- _Given information_:
== == ==
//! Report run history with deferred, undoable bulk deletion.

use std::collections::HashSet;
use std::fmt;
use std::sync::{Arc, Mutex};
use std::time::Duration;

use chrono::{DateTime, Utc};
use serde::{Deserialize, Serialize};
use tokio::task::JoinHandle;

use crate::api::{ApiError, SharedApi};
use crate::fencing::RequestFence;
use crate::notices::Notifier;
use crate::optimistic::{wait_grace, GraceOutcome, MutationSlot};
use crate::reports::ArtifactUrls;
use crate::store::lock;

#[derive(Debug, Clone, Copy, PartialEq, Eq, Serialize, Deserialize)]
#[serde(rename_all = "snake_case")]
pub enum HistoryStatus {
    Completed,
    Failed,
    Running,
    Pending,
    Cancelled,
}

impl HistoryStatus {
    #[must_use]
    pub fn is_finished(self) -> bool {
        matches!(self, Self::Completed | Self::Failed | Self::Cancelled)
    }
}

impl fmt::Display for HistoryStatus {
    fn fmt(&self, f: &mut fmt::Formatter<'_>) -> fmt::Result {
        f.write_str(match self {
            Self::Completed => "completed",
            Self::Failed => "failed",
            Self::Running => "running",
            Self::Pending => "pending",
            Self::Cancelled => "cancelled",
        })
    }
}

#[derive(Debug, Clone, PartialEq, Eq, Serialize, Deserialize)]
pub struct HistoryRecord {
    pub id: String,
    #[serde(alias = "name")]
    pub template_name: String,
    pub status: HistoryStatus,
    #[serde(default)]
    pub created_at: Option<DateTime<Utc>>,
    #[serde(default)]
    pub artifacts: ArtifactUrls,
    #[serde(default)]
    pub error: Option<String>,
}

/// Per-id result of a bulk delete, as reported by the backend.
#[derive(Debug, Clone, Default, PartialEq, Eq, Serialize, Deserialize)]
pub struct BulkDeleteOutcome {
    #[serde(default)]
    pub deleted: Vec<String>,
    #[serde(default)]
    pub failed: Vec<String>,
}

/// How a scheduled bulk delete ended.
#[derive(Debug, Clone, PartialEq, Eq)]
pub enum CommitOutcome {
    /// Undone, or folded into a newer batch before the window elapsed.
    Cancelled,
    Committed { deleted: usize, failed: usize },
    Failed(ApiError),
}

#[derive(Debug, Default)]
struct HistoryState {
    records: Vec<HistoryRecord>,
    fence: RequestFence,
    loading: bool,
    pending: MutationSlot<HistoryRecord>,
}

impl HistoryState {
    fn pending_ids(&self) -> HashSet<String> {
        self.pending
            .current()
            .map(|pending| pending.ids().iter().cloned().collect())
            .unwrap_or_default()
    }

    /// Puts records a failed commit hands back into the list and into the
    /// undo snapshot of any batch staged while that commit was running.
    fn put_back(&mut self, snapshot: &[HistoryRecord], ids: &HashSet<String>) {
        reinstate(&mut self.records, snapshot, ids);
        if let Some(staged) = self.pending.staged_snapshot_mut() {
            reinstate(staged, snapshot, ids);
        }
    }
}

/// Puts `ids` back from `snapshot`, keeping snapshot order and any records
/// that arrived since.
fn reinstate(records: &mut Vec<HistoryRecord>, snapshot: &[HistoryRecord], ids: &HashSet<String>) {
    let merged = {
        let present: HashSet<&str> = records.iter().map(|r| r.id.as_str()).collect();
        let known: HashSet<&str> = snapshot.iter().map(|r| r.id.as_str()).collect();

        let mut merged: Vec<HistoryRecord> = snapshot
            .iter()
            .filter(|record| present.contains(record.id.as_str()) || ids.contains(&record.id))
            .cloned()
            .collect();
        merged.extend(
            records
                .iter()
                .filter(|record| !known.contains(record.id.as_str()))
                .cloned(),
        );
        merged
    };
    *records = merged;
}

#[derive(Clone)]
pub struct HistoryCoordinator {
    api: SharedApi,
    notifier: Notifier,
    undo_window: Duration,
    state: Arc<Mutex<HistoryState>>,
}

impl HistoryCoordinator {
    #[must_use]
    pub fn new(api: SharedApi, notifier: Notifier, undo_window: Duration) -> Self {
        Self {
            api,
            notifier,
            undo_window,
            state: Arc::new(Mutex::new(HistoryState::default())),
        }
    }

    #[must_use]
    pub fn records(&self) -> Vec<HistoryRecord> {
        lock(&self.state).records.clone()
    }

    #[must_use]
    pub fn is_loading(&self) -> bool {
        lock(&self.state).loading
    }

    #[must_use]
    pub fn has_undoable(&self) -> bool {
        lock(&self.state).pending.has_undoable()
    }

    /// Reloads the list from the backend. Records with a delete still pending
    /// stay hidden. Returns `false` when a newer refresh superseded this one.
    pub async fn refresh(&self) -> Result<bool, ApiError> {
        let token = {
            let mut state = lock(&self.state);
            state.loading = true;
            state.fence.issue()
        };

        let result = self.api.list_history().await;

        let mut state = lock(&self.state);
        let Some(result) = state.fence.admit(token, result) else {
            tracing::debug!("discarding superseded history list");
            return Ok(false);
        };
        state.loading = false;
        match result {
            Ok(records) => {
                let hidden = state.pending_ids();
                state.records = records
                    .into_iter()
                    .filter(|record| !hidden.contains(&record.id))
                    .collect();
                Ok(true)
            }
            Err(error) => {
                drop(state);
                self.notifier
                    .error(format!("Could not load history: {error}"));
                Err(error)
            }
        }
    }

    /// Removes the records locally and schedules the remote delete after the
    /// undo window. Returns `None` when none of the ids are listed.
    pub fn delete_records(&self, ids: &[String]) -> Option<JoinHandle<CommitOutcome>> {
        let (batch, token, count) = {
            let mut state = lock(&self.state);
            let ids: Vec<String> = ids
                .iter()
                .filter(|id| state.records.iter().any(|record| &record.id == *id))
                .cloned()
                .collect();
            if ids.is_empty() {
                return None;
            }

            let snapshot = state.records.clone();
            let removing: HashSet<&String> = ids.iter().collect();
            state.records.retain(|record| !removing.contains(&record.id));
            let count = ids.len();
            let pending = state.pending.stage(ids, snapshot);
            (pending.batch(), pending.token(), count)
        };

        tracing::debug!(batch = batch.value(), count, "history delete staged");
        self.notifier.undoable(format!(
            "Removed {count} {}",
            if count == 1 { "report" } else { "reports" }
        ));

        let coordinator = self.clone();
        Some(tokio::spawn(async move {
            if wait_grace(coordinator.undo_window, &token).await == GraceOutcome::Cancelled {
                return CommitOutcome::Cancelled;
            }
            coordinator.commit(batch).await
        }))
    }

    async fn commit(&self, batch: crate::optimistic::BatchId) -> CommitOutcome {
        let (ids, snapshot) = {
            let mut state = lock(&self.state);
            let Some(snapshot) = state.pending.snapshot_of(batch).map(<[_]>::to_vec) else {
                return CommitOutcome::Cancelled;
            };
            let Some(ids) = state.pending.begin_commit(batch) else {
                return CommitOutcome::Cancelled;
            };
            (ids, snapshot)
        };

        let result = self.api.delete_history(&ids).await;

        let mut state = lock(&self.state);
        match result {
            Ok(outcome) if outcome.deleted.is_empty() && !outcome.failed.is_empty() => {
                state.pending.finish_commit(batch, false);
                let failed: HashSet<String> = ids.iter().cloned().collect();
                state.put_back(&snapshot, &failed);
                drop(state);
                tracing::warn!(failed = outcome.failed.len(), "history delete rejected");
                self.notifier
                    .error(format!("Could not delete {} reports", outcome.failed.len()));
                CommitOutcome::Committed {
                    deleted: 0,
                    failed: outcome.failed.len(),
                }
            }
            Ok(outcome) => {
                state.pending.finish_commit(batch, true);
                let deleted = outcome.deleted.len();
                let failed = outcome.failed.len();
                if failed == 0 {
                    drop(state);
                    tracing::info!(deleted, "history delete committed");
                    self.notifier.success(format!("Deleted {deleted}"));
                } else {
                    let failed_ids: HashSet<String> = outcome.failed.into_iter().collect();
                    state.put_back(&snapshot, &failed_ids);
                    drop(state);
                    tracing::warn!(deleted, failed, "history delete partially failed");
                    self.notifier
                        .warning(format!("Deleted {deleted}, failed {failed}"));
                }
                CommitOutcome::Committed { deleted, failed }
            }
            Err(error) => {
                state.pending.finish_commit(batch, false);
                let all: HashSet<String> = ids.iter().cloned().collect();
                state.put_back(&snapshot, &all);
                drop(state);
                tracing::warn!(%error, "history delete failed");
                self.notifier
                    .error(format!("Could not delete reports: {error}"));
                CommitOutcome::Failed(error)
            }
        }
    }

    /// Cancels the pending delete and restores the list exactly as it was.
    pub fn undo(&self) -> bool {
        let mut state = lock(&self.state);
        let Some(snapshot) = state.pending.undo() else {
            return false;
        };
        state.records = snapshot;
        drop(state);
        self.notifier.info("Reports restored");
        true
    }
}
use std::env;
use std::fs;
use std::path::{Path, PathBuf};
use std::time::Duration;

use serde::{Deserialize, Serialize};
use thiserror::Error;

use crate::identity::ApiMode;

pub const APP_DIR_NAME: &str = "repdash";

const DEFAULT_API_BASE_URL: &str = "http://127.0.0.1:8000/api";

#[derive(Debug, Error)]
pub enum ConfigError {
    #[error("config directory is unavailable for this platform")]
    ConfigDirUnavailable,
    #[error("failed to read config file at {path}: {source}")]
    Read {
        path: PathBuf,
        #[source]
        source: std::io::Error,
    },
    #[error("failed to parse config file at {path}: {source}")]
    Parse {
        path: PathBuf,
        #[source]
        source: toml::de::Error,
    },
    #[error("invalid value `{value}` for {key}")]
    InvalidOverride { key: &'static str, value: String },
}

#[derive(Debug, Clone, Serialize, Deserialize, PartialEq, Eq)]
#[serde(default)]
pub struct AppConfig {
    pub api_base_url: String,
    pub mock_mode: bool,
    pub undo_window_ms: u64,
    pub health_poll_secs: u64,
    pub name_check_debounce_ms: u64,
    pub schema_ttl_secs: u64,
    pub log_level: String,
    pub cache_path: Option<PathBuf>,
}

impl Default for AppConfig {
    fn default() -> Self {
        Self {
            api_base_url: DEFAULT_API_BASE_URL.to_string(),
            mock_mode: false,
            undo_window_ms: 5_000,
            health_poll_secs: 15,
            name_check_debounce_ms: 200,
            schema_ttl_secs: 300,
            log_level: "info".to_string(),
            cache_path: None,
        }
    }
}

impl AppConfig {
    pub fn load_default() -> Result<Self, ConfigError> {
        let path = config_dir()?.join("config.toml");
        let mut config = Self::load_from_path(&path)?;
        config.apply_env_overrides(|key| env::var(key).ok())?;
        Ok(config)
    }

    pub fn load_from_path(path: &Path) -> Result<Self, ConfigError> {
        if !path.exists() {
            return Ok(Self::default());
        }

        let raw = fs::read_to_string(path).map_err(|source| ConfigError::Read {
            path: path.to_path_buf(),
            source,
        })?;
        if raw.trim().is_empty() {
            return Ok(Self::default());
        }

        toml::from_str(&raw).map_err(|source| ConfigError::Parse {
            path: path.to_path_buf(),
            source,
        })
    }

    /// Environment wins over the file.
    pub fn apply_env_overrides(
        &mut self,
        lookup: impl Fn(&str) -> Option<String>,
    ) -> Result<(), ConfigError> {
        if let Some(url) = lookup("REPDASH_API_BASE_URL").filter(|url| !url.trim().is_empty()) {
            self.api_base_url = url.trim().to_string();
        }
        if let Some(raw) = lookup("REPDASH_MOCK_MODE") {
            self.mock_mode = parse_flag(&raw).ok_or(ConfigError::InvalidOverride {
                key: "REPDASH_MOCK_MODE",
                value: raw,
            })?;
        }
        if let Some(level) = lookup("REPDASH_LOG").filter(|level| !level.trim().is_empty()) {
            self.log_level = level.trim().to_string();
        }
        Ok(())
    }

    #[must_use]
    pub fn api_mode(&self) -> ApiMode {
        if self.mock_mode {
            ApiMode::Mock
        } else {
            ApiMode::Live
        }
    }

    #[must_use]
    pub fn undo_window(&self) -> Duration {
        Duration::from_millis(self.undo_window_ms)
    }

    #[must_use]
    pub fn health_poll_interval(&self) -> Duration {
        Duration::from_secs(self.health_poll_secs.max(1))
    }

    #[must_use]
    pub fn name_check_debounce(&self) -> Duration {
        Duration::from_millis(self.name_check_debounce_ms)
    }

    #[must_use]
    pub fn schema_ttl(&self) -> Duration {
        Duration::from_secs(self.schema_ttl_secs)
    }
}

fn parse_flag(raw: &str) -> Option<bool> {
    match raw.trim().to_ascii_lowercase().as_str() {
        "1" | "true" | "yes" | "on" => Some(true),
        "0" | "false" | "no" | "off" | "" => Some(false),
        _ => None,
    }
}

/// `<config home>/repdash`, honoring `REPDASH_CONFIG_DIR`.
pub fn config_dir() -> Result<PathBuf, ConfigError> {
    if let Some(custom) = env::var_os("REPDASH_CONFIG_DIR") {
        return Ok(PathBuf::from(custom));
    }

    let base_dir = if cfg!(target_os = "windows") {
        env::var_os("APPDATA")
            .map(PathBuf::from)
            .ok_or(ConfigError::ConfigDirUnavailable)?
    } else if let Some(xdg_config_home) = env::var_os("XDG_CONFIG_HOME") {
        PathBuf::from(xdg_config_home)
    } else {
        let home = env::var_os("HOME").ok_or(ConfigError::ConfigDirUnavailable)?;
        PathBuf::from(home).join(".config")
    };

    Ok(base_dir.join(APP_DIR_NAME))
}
== == ==
- _Assignment_: The answer must contain only the lines from the one with "pub fn health_poll_interval(&self)" to the end of the entries above, each written out exactly.

- _Completed task_:
    pub fn health_poll_interval(&self) -> Duration {
        Duration::from_secs(self.health_poll_secs.max(1))
    }

    #[must_use]
    pub fn name_check_debounce(&self) -> Duration {
        Duration::from_millis(self.name_check_debounce_ms)
    }

    #[must_use]
    pub fn schema_ttl(&self) -> Duration {
        Duration::from_secs(self.schema_ttl_secs)
    }
}

fn parse_flag(raw: &str) -> Option<bool> {
    match raw.trim().to_ascii_lowercase().as_str() {
        "1" | "true" | "yes" | "on" => Some(true),
        "0" | "false" | "no" | "off" | "" => Some(false),
        _ => None,
    }
}

/// `<config home>/repdash`, honoring `REPDASH_CONFIG_DIR`.
pub fn config_dir() -> Result<PathBuf, ConfigError> {
    if let Some(custom) = env::var_os("REPDASH_CONFIG_DIR") {
        return Ok(PathBuf::from(custom));
    }

    let base_dir = if cfg!(target_os = "windows") {
        env::var_os("APPDATA")
            .map(PathBuf::from)
            .ok_or(ConfigError::ConfigDirUnavailable)?
    } else if let Some(xdg_config_home) = env::var_os("XDG_CONFIG_HOME") {
        PathBuf::from(xdg_config_home)
    } else {
        let home = env::var_os("HOME").ok_or(ConfigError::ConfigDirUnavailable)?;
        PathBuf::from(home).join(".config")
    };

    Ok(base_dir.join(APP_DIR_NAME))
}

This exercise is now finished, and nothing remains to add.